Jump To …

g5k-campaign-tutorial.rb

This tutorial will show you how to use the g5k-campaign tool to easily build a whole experiment workflow.

This tool is built on the Restfully library, and provide a higher level of abstraction, with support for parallel execution of reservations, deployments, and resource configuration.

You can download the source file for this tutorial from here: https://github.com/grid5000/tutorials/blob/master/api/2.0/g5k-campaign-tutorial.rb.

Prerequisites

You need to install the g5k-campaign library. Assuming you have Ruby and rubygems (1.3.5+) already installed on your system, this can be done with:

gem install g5k-campaign \
—source http://g5k-campaign.gforge.inria.fr/pkg

The library comes with an executable. You can get a better feel of what it can do by displaying the usage help:

g5k-campaign -h

If you do not provide any option, it will launch a campaign using the default parameters, which are:

  • submit a 1-hour job on one node of the rennes site, and
  • deploy the lenny-x64-base environment on the reserved node.

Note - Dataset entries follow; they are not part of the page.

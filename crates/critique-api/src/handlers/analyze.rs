//! Image submission.

use axum::{
    extract::{Multipart, State},
    http::StatusCode,
    Json,
};
use serde::Serialize;
use uuid::Uuid;

use critique_core::{AnalysisMode, JobStatus};
use critique_jobs::SubmitRequest;

use crate::{ApiError, AppState};

/// Response to an accepted submission.
#[derive(Debug, Serialize)]
pub struct AnalyzeResponse {
    pub job_id: Uuid,
    pub status: JobStatus,
    pub mode_requested: AnalysisMode,
    /// SSE endpoint streaming this job's progress.
    pub events_url: String,
}

/// Queue an analysis.
///
/// # Multipart fields
/// - `image`: image bytes (required)
/// - `advisor`: advisor id (required)
/// - `mode`: `baseline`, `rag`, `lora` or `rag_lora` (optional, defaults to
///   the server's configured mode)
///
/// # Returns
/// - 202 Accepted with the job id and its event stream URL
/// - 400 Bad Request for a missing field, unknown advisor or mode, or a
///   payload that is not an image
pub async fn analyze(
    State(state): State<AppState>,
    mut multipart: Multipart,
) -> Result<(StatusCode, Json<AnalyzeResponse>), ApiError> {
    let mut image = None;
    let mut advisor_id = None;
    let mut mode = None;

    while let Some(field) = multipart
        .next_field()
        .await
        .map_err(|e| ApiError::BadRequest(format!("Invalid multipart body: {}", e)))?
    {
        let name = field.name().unwrap_or_default().to_string();
        match name.as_str() {
            "image" => {
                let bytes = field
                    .bytes()
                    .await
                    .map_err(|e| ApiError::BadRequest(format!("Failed to read image: {}", e)))?;
                image = Some(bytes.to_vec());
            }
            "advisor" => {
                let text = field
                    .text()
                    .await
                    .map_err(|e| ApiError::BadRequest(format!("Failed to read advisor: {}", e)))?;
                advisor_id = Some(text.trim().to_string());
            }
            "mode" => {
                let text = field
                    .text()
                    .await
                    .map_err(|e| ApiError::BadRequest(format!("Failed to read mode: {}", e)))?;
                if !text.trim().is_empty() {
                    mode = Some(text.parse::<AnalysisMode>()?);
                }
            }
            _ => {}
        }
    }

    let image = image.ok_or_else(|| ApiError::BadRequest("Missing 'image' field".into()))?;
    let advisor_id = advisor_id
        .filter(|a| !a.is_empty())
        .ok_or_else(|| ApiError::BadRequest("Missing 'advisor' field".into()))?;

    let job = state
        .orchestrator
        .submit(SubmitRequest {
            advisor_id,
            mode,
            image,
        })
        .await?;

    Ok((
        StatusCode::ACCEPTED,
        Json(AnalyzeResponse {
            job_id: job.id,
            status: job.status,
            mode_requested: job.mode_requested,
            events_url: format!("/api/v1/jobs/{}/events", job.id),
        }),
    ))
}
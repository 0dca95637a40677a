//! Inference engine boundary.

use async_trait::async_trait;

use critique_core::Result;

/// Which pass of the two-pass protocol a request belongs to.
#[derive(Debug, Clone, Copy, PartialEq, Eq, Hash)]
pub enum InferenceTask {
    /// Pass 1: score the image against the rubric.
    Extraction,
    /// Pass 2: write the critique.
    Critique,
}

impl InferenceTask {
    pub fn as_str(&self) -> &'static str {
        match self {
            InferenceTask::Extraction => "extraction",
            InferenceTask::Critique => "critique",
        }
    }
}

/// One multimodal generation call.
#[derive(Debug, Clone, Copy)]
pub struct GenerateRequest<'a> {
    pub task: InferenceTask,
    pub image: &'a [u8],
    pub mime_type: &'a str,
    /// Persona, possibly augmented with comparative context.
    pub system: &'a str,
    pub prompt: &'a str,
    /// Advisor whose fine-tuned adapter should serve the call; `None` runs
    /// the base model.
    pub adapter: Option<&'a str>,
}

/// A vision-language model behind an opaque interface.
///
/// Implementations are not required to tolerate concurrent calls; the
/// orchestrator serializes access.
#[async_trait]
pub trait InferenceEngine: Send + Sync {
    /// Run one generation and return the raw model text.
    async fn generate(&self, req: GenerateRequest<'_>) -> Result<String>;

    /// Whether a fine-tuned adapter exists for `advisor_id`.
    async fn has_adapter(&self, advisor_id: &str) -> Result<bool>;

    /// Whether the engine is reachable.
    async fn health_check(&self) -> Result<bool>;

    /// Base model name.
    fn model_name(&self) -> &str;
}
//! Comparative context for retrieval-augmented critique.
//!
//! Pure text assembly: the same inputs always yield the same prompt. Scores
//! are printed with one decimal and dimensions walk the canonical order, so
//! nothing depends on map iteration or float formatting quirks.

use std::fmt::Write as _;

use serde::Serialize;

use critique_core::{Dimension, DimensionalProfile, ReferenceUsed, SimilarityResult};

/// Deltas smaller than this read as "even".
pub const EVEN_THRESHOLD: f64 = 0.05;

/// Augmented prompt plus the references it was built from.
#[derive(Debug, Clone, PartialEq, Serialize)]
pub struct AugmentedPrompt {
    pub prompt: String,
    pub references: Vec<ReferenceUsed>,
}

/// Builds comparative context from retrieved references.
#[derive(Debug, Clone)]
pub struct ContextAugmenter {
    /// Include the reference's per-dimension commentary.
    include_comments: bool,
}

impl Default for ContextAugmenter {
    fn default() -> Self {
        Self {
            include_comments: true,
        }
    }
}

impl ContextAugmenter {
    pub fn new() -> Self {
        Self::default()
    }

    pub fn with_comments(mut self, include: bool) -> Self {
        self.include_comments = include;
        self
    }

    /// Append the comparison and the per-dimension instruction block to
    /// `base_prompt`.
    pub fn augment(
        &self,
        base_prompt: &str,
        query: &DimensionalProfile,
        similar: &[SimilarityResult],
    ) -> AugmentedPrompt {
        let mut out = String::with_capacity(base_prompt.len() + 1024 * (similar.len() + 1));
        out.push_str(base_prompt.trim_end());
        out.push_str("\n\n");

        self.write_query(&mut out, query);
        for (i, result) in similar.iter().enumerate() {
            self.write_reference(&mut out, i + 1, query, result);
        }
        write_instructions(&mut out, similar.len());

        AugmentedPrompt {
            prompt: out,
            references: similar.iter().map(ReferenceUsed::from).collect(),
        }
    }

    fn write_query(&self, out: &mut String, query: &DimensionalProfile) {
        out.push_str("## The photograph under review\n");
        for (dim, score) in query.scores.iter() {
            match score {
                Some(v) => {
                    let _ = writeln!(out, "- {}: {:.1}", dim.label(), v);
                }
                None => {
                    let _ = writeln!(out, "- {}: not assessed", dim.label());
                }
            }
        }
        let _ = writeln!(
            out,
            "Techniques observed: {}\n",
            join_or_none(query.metadata.technique_tags.iter().map(String::as_str))
        );
    }

    fn write_reference(
        &self,
        out: &mut String,
        index: usize,
        query: &DimensionalProfile,
        result: &SimilarityResult,
    ) {
        let reference = &result.profile;
        let meta = &reference.metadata;

        let _ = write!(
            out,
            "## Reference {}: {}",
            index,
            meta.title.as_deref().unwrap_or("Untitled")
        );
        let place_and_date: Vec<&str> = [meta.date.as_deref(), meta.location.as_deref()]
            .into_iter()
            .flatten()
            .collect();
        if !place_and_date.is_empty() {
            let _ = write!(out, " ({})", place_and_date.join(", "));
        }
        let _ = writeln!(out, "\nSimilarity distance: {:.2}", result.distance);
        if let Some(significance) = meta.significance.as_deref() {
            let _ = writeln!(out, "Significance: {}", significance);
        }

        for dim in Dimension::ALL {
            let _ = write!(out, "- {}: ", dim.label());
            match (reference.scores.get(dim), result.deltas.get(&dim)) {
                (Some(r), Some(delta)) => {
                    let q = r - delta;
                    let _ = write!(out, "{:.1} vs yours {:.1}, {}", r, q, direction(*delta));
                }
                (Some(r), None) => {
                    let _ = write!(out, "{:.1}, not comparable", r);
                }
                (None, _) => out.push_str("not assessed"),
            }
            if self.include_comments {
                if let Some(comment) = reference.comments.get(&dim) {
                    let _ = write!(out, ". Note: {}", comment.trim());
                }
            }
            out.push('\n');
        }

        let ref_tags = &meta.technique_tags;
        let query_tags = &query.metadata.technique_tags;
        let _ = writeln!(
            out,
            "Shared techniques: {}",
            join_or_none(result.shared_techniques.iter().map(String::as_str))
        );
        let _ = writeln!(
            out,
            "Reference-only techniques: {}",
            join_or_none(ref_tags.difference(query_tags).map(String::as_str))
        );
        let _ = writeln!(
            out,
            "Techniques only in yours: {}\n",
            join_or_none(query_tags.difference(ref_tags).map(String::as_str))
        );
    }
}

/// Directional phrase for a `reference - query` delta.
pub fn direction(delta: f64) -> String {
    if delta.abs() < EVEN_THRESHOLD {
        "even".to_string()
    } else if delta > 0.0 {
        format!("reference stronger by {:.1}", delta)
    } else {
        format!("query stronger by {:.1}", -delta)
    }
}

fn join_or_none<'a>(items: impl Iterator<Item = &'a str>) -> String {
    let joined: Vec<&str> = items.collect();
    if joined.is_empty() {
        "none recorded".to_string()
    } else {
        joined.join(", ")
    }
}

fn write_instructions(out: &mut String, reference_count: usize) {
    out.push_str("## How to critique\n");
    let _ = writeln!(
        out,
        "Compare the photograph under review with the {} reference{} above. For each \
         dimension ({}), give:",
        reference_count,
        if reference_count == 1 { "" } else { "s" },
        Dimension::ALL
            .iter()
            .map(|d| d.label())
            .collect::<Vec<_>>()
            .join(", ")
    );
    out.push_str(
        "1. user_technique: what the photographer did in this dimension\n\
         2. reference_technique: how the closest reference handled the same dimension\n\
         3. execution_gap: the concrete difference in execution between the two\n\
         4. recommendation: one specific change that would close the gap\n\
         Ground every statement in the scores and techniques listed; do not invent references.\n",
    );
}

Note that you must have an SSH key installed on your machine, with the public part of that key in the authorized keys of the access.grid5000.fr machine. If this is not the case, follow the first steps as described at http://pkeck.myweb.uga.edu/ssh/, or in the Grid'5000 wiki.

Building your own engine

You can play a little with the various options of the default engine, but it is probably more useful to create your own engine that will execute specific actions before, after or at any state of your experiment.

Let’s start with a simple engine:

class SimpleCustomEngine < Grid5000::Campaign::Engine

We override some of the parameters. The complete list of options can be found here. Note that every parameter given on the command-line will always overwrite those defined in the engine.

  set :environment, "lenny-x64-base"
  set :resources, "nodes=2"
  set :walltime, 7200
  set :site, "nancy"

By default, all the reserved nodes are released when the engine terminates. Here we want to keep the nodes available after the end of the workflow, so that we can still use them.

  set :no_cleanup, true

Define an action to execute before reserving resources:

  before :reserve! do |env, *args|
    logger.info "Executed before reservation!"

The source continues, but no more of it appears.